* [TASK BRIEF] Using the data below, return the stretch from the line that contains "fn tag(&self) -> u16;" through the line that contains "has already been", both included, exactly as it stands and nothing beyond it.

Records drawn from a dataset
# # # #

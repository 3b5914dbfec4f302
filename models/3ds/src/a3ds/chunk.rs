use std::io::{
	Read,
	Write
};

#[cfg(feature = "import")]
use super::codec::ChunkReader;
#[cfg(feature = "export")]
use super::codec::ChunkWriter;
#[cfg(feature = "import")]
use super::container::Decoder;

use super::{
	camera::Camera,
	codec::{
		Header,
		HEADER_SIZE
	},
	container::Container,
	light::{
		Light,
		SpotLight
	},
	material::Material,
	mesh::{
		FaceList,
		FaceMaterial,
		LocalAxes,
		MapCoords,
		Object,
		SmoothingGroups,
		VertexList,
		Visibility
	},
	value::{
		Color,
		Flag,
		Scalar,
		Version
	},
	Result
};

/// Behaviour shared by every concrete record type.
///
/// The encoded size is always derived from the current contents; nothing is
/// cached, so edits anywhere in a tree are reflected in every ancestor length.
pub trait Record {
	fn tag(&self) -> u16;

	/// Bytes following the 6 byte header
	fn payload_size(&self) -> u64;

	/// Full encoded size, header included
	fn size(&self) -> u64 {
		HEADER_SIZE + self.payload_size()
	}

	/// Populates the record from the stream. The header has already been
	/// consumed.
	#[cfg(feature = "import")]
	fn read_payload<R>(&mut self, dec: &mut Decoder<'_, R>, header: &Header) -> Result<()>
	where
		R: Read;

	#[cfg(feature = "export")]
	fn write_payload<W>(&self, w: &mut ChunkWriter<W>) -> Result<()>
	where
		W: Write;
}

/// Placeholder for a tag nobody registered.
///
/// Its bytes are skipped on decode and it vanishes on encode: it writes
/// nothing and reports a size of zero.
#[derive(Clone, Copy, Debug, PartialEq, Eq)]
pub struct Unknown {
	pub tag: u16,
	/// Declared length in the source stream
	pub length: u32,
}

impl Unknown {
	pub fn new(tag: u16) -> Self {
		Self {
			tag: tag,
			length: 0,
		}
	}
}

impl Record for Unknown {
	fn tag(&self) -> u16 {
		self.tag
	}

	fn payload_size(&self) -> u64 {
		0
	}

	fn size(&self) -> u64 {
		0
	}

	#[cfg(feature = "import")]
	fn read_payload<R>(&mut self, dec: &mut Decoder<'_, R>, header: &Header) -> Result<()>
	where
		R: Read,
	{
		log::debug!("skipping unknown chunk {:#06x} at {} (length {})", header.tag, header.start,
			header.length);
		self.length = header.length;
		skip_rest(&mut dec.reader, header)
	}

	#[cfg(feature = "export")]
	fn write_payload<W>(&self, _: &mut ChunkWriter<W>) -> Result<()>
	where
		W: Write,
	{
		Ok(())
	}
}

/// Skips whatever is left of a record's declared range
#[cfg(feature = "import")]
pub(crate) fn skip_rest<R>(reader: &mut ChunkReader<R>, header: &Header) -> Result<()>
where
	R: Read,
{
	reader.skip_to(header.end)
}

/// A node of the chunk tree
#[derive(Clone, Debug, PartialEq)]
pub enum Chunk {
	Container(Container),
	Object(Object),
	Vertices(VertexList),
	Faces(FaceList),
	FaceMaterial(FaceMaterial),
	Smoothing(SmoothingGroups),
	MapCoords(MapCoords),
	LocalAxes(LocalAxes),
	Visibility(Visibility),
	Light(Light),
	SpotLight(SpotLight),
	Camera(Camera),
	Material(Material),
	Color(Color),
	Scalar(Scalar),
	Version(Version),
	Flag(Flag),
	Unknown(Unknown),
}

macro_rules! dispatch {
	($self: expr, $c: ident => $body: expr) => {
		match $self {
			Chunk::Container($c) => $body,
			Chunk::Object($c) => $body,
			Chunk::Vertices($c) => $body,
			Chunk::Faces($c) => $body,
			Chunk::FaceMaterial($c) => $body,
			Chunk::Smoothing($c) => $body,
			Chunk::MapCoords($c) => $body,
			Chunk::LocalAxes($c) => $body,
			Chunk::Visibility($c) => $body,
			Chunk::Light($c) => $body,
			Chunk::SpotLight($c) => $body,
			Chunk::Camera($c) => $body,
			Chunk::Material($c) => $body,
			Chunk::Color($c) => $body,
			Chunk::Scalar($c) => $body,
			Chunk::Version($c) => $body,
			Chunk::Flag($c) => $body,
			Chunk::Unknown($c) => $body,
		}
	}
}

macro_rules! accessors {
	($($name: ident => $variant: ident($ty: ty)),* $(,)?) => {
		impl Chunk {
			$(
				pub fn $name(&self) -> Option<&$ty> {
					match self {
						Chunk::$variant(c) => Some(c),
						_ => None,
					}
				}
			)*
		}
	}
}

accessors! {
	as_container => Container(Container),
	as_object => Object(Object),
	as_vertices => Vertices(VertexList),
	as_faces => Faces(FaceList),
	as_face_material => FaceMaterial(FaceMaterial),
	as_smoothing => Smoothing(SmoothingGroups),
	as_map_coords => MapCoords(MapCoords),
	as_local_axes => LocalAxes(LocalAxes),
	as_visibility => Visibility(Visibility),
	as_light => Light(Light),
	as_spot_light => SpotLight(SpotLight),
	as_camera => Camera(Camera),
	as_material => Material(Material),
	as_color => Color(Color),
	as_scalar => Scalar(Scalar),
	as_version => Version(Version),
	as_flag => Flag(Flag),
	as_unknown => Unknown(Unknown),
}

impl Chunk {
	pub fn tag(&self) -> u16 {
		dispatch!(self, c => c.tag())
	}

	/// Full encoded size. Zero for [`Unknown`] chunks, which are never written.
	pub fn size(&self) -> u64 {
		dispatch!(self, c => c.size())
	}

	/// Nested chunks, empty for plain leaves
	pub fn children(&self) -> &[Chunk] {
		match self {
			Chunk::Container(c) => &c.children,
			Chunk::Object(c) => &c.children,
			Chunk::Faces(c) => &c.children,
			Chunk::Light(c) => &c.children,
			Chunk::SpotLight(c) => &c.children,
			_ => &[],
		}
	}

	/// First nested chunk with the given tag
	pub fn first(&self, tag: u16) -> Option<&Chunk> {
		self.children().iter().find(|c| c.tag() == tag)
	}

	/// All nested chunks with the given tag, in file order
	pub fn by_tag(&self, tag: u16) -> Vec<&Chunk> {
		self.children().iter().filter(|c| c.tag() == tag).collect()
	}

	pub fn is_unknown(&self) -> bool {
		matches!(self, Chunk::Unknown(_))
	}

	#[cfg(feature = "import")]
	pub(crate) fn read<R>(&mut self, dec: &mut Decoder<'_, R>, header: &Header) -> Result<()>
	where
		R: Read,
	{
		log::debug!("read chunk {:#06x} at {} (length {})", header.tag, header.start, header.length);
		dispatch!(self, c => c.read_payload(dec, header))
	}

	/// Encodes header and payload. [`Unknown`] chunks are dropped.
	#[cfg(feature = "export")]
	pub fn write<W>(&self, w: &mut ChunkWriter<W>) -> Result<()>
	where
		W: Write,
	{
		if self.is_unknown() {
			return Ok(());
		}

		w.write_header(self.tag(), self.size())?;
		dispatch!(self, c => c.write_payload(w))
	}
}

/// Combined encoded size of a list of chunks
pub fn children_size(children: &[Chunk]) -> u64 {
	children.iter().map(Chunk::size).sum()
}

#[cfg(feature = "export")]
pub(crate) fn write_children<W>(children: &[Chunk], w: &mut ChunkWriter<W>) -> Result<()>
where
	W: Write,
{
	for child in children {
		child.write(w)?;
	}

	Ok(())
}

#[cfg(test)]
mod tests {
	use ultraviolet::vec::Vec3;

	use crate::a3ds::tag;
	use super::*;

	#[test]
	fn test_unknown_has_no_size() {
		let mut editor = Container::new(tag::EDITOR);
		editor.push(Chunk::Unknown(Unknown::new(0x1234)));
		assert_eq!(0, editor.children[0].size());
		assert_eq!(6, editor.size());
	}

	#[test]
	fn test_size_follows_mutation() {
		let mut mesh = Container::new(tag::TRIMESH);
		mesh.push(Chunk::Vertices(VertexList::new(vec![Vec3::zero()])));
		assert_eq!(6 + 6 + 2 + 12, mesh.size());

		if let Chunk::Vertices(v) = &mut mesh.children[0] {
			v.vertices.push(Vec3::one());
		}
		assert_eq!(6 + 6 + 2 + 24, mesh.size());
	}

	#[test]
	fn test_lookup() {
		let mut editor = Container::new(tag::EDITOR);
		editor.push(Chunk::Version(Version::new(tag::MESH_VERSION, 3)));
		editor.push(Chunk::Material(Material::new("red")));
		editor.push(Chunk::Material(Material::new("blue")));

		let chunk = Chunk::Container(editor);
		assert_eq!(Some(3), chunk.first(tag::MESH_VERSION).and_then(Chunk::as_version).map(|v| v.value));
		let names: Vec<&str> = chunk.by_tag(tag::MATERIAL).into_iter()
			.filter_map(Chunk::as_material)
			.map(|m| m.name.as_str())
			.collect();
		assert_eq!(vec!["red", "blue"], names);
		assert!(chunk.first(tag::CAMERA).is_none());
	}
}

# # # #

* [EXERCISE ANSWER]
	fn tag(&self) -> u16;

	/// Bytes following the 6 byte header
	fn payload_size(&self) -> u64;

	/// Full encoded size, header included
	fn size(&self) -> u64 {
		HEADER_SIZE + self.payload_size()
	}

	/// Populates the record from the stream. The header has already been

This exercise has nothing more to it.